Now compare this with your "looking for evidence of omnipotence". You're interested in getting to the truth of the matter, undoubtedly. But if that's so, then your questions should not ignore your knowledge of modern-day religion as a long-running historical and sociological phenomenon. Doing so would be similar to making the mistake Anselm did: extracting a word from natural discourse and divorcing it completely from the original context, and then becoming confused at why it was so hard to justify.
The claims that we are dancing around are not historical claims, sir. They are made right here and now. Every day.

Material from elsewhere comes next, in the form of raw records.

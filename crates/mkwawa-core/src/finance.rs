//! Finance ledger: categorised inflows (offerings, rentals, contributions,
//! pledges) and outflows (expenditures).
//!
//! Every record is filed under a [`Year`](crate::settings::Year). Forms leave
//! the year optional; the store assigns the current year when it is absent
//! and fails with [`Error::CurrentYearMissing`] when none is set.

use chrono::{DateTime, Datelike, NaiveDate, Utc};
use rust_decimal::Decimal;
use serde::{Deserialize, Serialize};
use strum::{AsRefStr, Display, EnumIter, EnumString};
use uuid::Uuid;

use crate::{Error, Result, humanize, validate};

// ─── Shared pieces ───────────────────────────────────────────────────────────

#[derive(
  Debug, Clone, Copy, PartialEq, Eq, PartialOrd, Ord, Hash, Serialize,
  Deserialize, Display, EnumString, AsRefStr, EnumIter,
)]
pub enum Month {
  January,
  February,
  March,
  April,
  May,
  June,
  July,
  August,
  September,
  October,
  November,
  December,
}

impl Month {
  /// `1..=12`; anything else is rejected.
  pub fn from_number(n: u32) -> Result<Self> {
    use Month::*;
    const ALL: [Month; 12] = [
      January, February, March, April, May, June, July, August, September,
      October, November, December,
    ];
    n.checked_sub(1)
      .and_then(|i| ALL.get(i as usize).copied())
      .ok_or_else(|| Error::validation("month", format!("{n} is not a month")))
  }

  pub fn of(date: NaiveDate) -> Self {
    // `Datelike::month` is always 1..=12.
    Self::from_number(date.month()).unwrap_or(Self::January)
  }

  pub fn number(self) -> u32 { self as u32 + 1 }
}

/// Name and description; used for offering and expense categories.
#[derive(Debug, Clone, Serialize, Deserialize)]
pub struct CategoryForm {
  pub name:        String,
  #[serde(default)]
  pub description: Option<String>,
}

impl CategoryForm {
  pub fn validate(&self) -> Result<()> { validate::required("name", &self.name) }
}

/// Listing filters shared by the ledgers. Fields that do not apply to a
/// ledger are ignored by it.
#[derive(Debug, Clone, Default, Deserialize)]
pub struct LedgerQuery {
  /// Value of the year the record is filed under.
  pub year:          Option<i32>,
  pub month:         Option<Month>,
  /// Offering category, special contribution or expense category.
  pub category_id:   Option<Uuid>,
  pub outstation_id: Option<Uuid>,
  pub member_id:     Option<Uuid>,
  pub asset_id:      Option<Uuid>,
}

// ─── Offerings ───────────────────────────────────────────────────────────────

#[derive(Debug, Clone, PartialEq, Eq, Serialize, Deserialize)]
pub struct OfferingCategory {
  pub id:           Uuid,
  pub name:         String,
  pub description:  Option<String>,
  pub date_created: DateTime<Utc>,
  pub date_updated: DateTime<Utc>,
}

#[derive(
  Debug, Clone, Copy, PartialEq, Eq, Serialize, Deserialize, Display,
  EnumString, AsRefStr,
)]
pub enum ServiceTime {
  Morning,
  Afternoon,
  Evening,
  Night,
}

#[derive(Debug, Clone, PartialEq, Serialize, Deserialize)]
pub struct Offering {
  pub id:            Uuid,
  pub year_id:       Uuid,
  pub year:          i32,
  pub date_given:    NaiveDate,
  pub service_time:  ServiceTime,
  pub amount:        Decimal,
  pub collected_by:  Option<Uuid>,
  pub recorded_by:   Option<Uuid>,
  pub mass_name:     String,
  pub notes:         Option<String>,
  pub category_id:   Uuid,
  pub outstation_id: Uuid,
  pub date_created:  DateTime<Utc>,
  pub date_updated:  DateTime<Utc>,
}

#[derive(Debug, Clone, Serialize, Deserialize)]
pub struct OfferingForm {
  #[serde(default)]
  pub year_id:       Option<Uuid>,
  #[serde(default)]
  pub date_given:    Option<NaiveDate>,
  pub service_time:  ServiceTime,
  pub amount:        Decimal,
  #[serde(default)]
  pub collected_by:  Option<Uuid>,
  /// Must be a member flagged as a leader.
  #[serde(default)]
  pub recorded_by:   Option<Uuid>,
  pub mass_name:     String,
  #[serde(default)]
  pub notes:         Option<String>,
  pub category_id:   Uuid,
  pub outstation_id: Uuid,
}

impl OfferingForm {
  pub fn validate(&self) -> Result<()> {
    validate::money("amount", self.amount)?;
    validate::required("mass_name", &self.mass_name)
  }
}

// ─── Facility rentings ───────────────────────────────────────────────────────

#[derive(Debug, Clone, PartialEq, Serialize, Deserialize)]
pub struct FacilityRenting {
  pub id:           Uuid,
  pub year_id:      Uuid,
  pub year:         i32,
  pub asset_id:     Uuid,
  pub rentor_name:  String,
  pub amount:       Decimal,
  pub date_rented:  NaiveDate,
  pub end_date:     Option<NaiveDate>,
  pub purpose:      Option<String>,
  /// Five digits (1-9) and five uppercase letters, shuffled.
  pub receipt_id:   String,
  pub date_created: DateTime<Utc>,
  pub date_updated: DateTime<Utc>,
}

impl FacilityRenting {
  pub fn rental_duration(&self) -> Option<String> {
    humanize::rental_duration(self.date_rented, self.end_date?)
  }
}

#[derive(Debug, Clone, Serialize, Deserialize)]
pub struct FacilityRentingForm {
  #[serde(default)]
  pub year_id:     Option<Uuid>,
  pub asset_id:    Uuid,
  pub rentor_name: String,
  pub amount:      Decimal,
  #[serde(default)]
  pub date_rented: Option<NaiveDate>,
  #[serde(default)]
  pub end_date:    Option<NaiveDate>,
  #[serde(default)]
  pub purpose:     Option<String>,
}

impl FacilityRentingForm {
  pub fn validate(&self) -> Result<()> {
    validate::required("rentor_name", &self.rentor_name)?;
    validate::money("amount", self.amount)?;
    if let (Some(start), Some(end)) = (self.date_rented, self.end_date)
      && end < start
    {
      return Err(Error::validation("end_date", "end date precedes the rental date"));
    }
    Ok(())
  }
}

// ─── Special contributions ───────────────────────────────────────────────────

/// Scope of a special contribution, as grouped by the monthly report.
#[derive(
  Debug, Clone, Copy, PartialEq, Eq, Hash, Serialize, Deserialize, Display,
  EnumString, AsRefStr,
)]
#[serde(rename_all = "UPPERCASE")]
#[strum(serialize_all = "UPPERCASE")]
pub enum ContributionType {
  Diocesan,
  Jimbo,
  Fellowship,
}

#[derive(Debug, Clone, PartialEq, Eq, Serialize, Deserialize)]
pub struct SpecialContribution {
  pub id:                Uuid,
  pub contribution_type: ContributionType,
  pub name:              String,
  pub description:       Option<String>,
  pub date_created:      DateTime<Utc>,
  pub date_updated:      DateTime<Utc>,
}

#[derive(Debug, Clone, Serialize, Deserialize)]
pub struct SpecialContributionForm {
  pub contribution_type: ContributionType,
  pub name:              String,
  #[serde(default)]
  pub description:       Option<String>,
}

impl SpecialContributionForm {
  pub fn validate(&self) -> Result<()> { validate::required("name", &self.name) }
}

#[derive(Debug, Clone, PartialEq, Serialize, Deserialize)]
pub struct DonationItemFund {
  pub id:              Uuid,
  pub contribution_id: Uuid,
  pub year_id:         Uuid,
  pub year:            i32,
  /// Free text, e.g. "Q1 2024".
  pub period:          String,
  pub mass_name:       String,
  pub amount:          Decimal,
  pub notes:           Option<String>,
  pub date_created:    DateTime<Utc>,
  pub date_updated:    DateTime<Utc>,
}

/// The contribution is taken from the request path.
#[derive(Debug, Clone, Serialize, Deserialize)]
pub struct DonationItemFundForm {
  #[serde(default)]
  pub year_id:   Option<Uuid>,
  pub period:    String,
  pub mass_name: String,
  pub amount:    Decimal,
  #[serde(default)]
  pub notes:     Option<String>,
}

impl DonationItemFundForm {
  pub fn validate(&self) -> Result<()> {
    validate::required("period", &self.period)?;
    validate::required("mass_name", &self.mass_name)?;
    validate::money("amount", self.amount)
  }
}

// ─── Pledges ─────────────────────────────────────────────────────────────────

#[derive(Debug, Clone, PartialEq, Serialize, Deserialize)]
pub struct Pledge {
  pub id:                      Uuid,
  pub member_id:               Uuid,
  pub year_id:                 Uuid,
  pub year:                    i32,
  pub month:                   Month,
  pub date_given:              NaiveDate,
  pub envelope_number:         String,
  pub pledge_amount:           Decimal,
  pub pledge_for_construction: Decimal,
  pub date_created:            DateTime<Utc>,
  pub date_updated:            DateTime<Utc>,
}

#[derive(Debug, Clone, Serialize, Deserialize)]
pub struct PledgeForm {
  pub member_id:               Uuid,
  #[serde(default)]
  pub year_id:                 Option<Uuid>,
  #[serde(default)]
  pub month:                   Option<Month>,
  #[serde(default)]
  pub date_given:              Option<NaiveDate>,
  pub envelope_number:         String,
  pub pledge_amount:           Decimal,
  #[serde(default)]
  pub pledge_for_construction: Decimal,
}

impl PledgeForm {
  pub fn validate(&self) -> Result<()> {
    validate::required("envelope_number", &self.envelope_number)?;
    validate::money("pledge_amount", self.pledge_amount)?;
    validate::money_or_zero("pledge_for_construction", self.pledge_for_construction)
  }
}

// ─── Expenditures ────────────────────────────────────────────────────────────

#[derive(Debug, Clone, PartialEq, Eq, Serialize, Deserialize)]
pub struct ExpenseCategory {
  pub id:           Uuid,
  pub name:         String,
  pub description:  Option<String>,
  pub date_created: DateTime<Utc>,
  pub date_updated: DateTime<Utc>,
}

#[derive(Debug, Clone, PartialEq, Serialize, Deserialize)]
pub struct Expenditure {
  pub id:                  Uuid,
  pub category_id:         Uuid,
  pub year_id:             Uuid,
  pub year:                i32,
  pub month:               Month,
  pub date_taken:          DateTime<Utc>,
  pub expenditure_amount:  Decimal,
  pub expenditure_purpose: Option<String>,
  pub notes:               Option<String>,
  /// Stored path of the attached receipt.
  pub receipt:             Option<String>,
  pub date_created:        DateTime<Utc>,
  pub date_updated:        DateTime<Utc>,
}

/// The category is taken from the request path, never from the form.
#[derive(Debug, Clone, Serialize, Deserialize)]
pub struct ExpenditureForm {
  #[serde(default)]
  pub year_id:             Option<Uuid>,
  #[serde(default)]
  pub month:               Option<Month>,
  #[serde(default)]
  pub date_taken:          Option<DateTime<Utc>>,
  pub expenditure_amount:  Decimal,
  #[serde(default)]
  pub expenditure_purpose: Option<String>,
  #[serde(default)]
  pub notes:               Option<String>,
}

impl ExpenditureForm {
  pub fn validate(&self) -> Result<()> {
    validate::money("expenditure_amount", self.expenditure_amount)
  }
}

/// Directory expenditure receipts are stored under.
pub const RECEIPT_DIR: &str = "receipt_uploads";

#[cfg(test)]
mod tests {
  use strum::IntoEnumIterator as _;

  use super::*;

  #[test]
  fn months_number_from_one() {
    for (i, month) in Month::iter().enumerate() {
      assert_eq!(month.number() as usize, i + 1);
      assert_eq!(Month::from_number(month.number()).unwrap(), month);
    }
    assert!(Month::from_number(0).is_err());
    assert!(Month::from_number(13).is_err());
    assert_eq!(Month::of(NaiveDate::from_ymd_opt(2025, 6, 30).unwrap()), Month::June);
  }

  #[test]
  fn contribution_types_are_uppercase() {
    assert_eq!(ContributionType::Jimbo.to_string(), "JIMBO");
    let t: ContributionType = serde_json::from_str("\"DIOCESAN\"").unwrap();
    assert_eq!(t, ContributionType::Diocesan);
  }

  #[test]
  fn renting_end_must_follow_start() {
    let form = FacilityRentingForm {
      year_id:     None,
      asset_id:    Uuid::new_v4(),
      rentor_name: "Wedding party".into(),
      amount:      Decimal::from(50_000),
      date_rented: NaiveDate::from_ymd_opt(2025, 3, 10),
      end_date:    NaiveDate::from_ymd_opt(2025, 3, 9),
      purpose:     None,
    };
    assert!(form.validate().is_err());
  }

  #[test]
  fn pledge_construction_may_be_zero() {
    let form = PledgeForm {
      member_id:               Uuid::new_v4(),
      year_id:                 None,
      month:                   None,
      date_given:              None,
      envelope_number:         "E-12".into(),
      pledge_amount:           Decimal::from(10_000),
      pledge_for_construction: Decimal::ZERO,
    };
    assert!(form.validate().is_ok());
  }

  #[test]
  fn offering_amount_must_be_positive() {
    let form = OfferingForm {
      year_id:       None,
      date_given:    None,
      service_time:  ServiceTime::Morning,
      amount:        Decimal::ZERO,
      collected_by:  None,
      recorded_by:   None,
      mass_name:     "Ibada ya kwanza".into(),
      notes:         None,
      category_id:   Uuid::new_v4(),
      outstation_id: Uuid::new_v4(),
    };
    assert!(form.validate().is_err());
  }
}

Beliefs have consequences and we either have good reasons for the things that we believe or we do not. We can talk all day about how people tricked, duped, or indoctrinated into believing things for bad reasons, but that won't magically make them good ones.

Quote:
Originally Posted by Samuel Dravis View Post
I agree with you completely that Christians believe in the supernatural. I just don't see that belief in the supernatural entails superstition.
And perhaps this puts us at an impasse.

Per your own source:

Quote:
an irrational abject attitude of mind toward the supernatural, nature, or God resulting from superstition
Tell me what's rational about christian doctrine and I will (hopefully) be able to see your point.

Quote:
Originally Posted by Samuel Dravis View Post
I'm sure it could persuade me. But it couldn't prove to me that it was God, in the sense that doubt would be logically excluded. Once you start proving/giving evidence for things, doubt always enters the equation as a matter of conceptual necessity in English.
Again, I'm pretty sure that a truly omnipotent being would be able to find a way. I may or may not lack the imagination to know what that would look like, but I'm pretty sure I'll never have to worry about it either, so...

Quote:
Originally Posted by Samuel Dravis View Post
Okay, I'm just trying to make this clear again: I am not, and have not, attempted to argue that all of Christianity is unsuperstitious.
Okay.

Quote:
Originally Posted by Samuel Dravis View Post
I merely disagreed with the label of superstition for Christianity because a social practice is not necessarily superstitious, even if it includes supernatural elements.
And I disagree. I think we both agree that social practices are not inherently superstitious. I also think we both agree that social practices can be superstitious.

I think that christianity definitely is a social practice that is superstitious. Your counter-argument (as I have understood it thus far) has been "well, many of them don't know that it's superstition, therefore it's not superstitious". My rebuttal is that it does not matter.

This is where I think we are right now. Please let me know if you see it differently.

Quote:
Originally Posted by Samuel Dravis View Post
They do not have to be ignorant of science or logic, they do not have to be afraid of the unknown, they do not have to trust in magic or chance, they do not have to have a wrongheaded idea of causation--
But christian doctrine is all of these things.

Pick any claim put forth by christian doctrine and it will meet one (or more) of these criteria. That the person accepting the claim is aware of this or not is irrelevant.

Quote:
Originally Posted by Samuel Dravis View Post
Thanks to you, also.
My pleasure. I am looking forward to your response.

Last edited by Achilles; 07-26-2009 at 07:43 PM.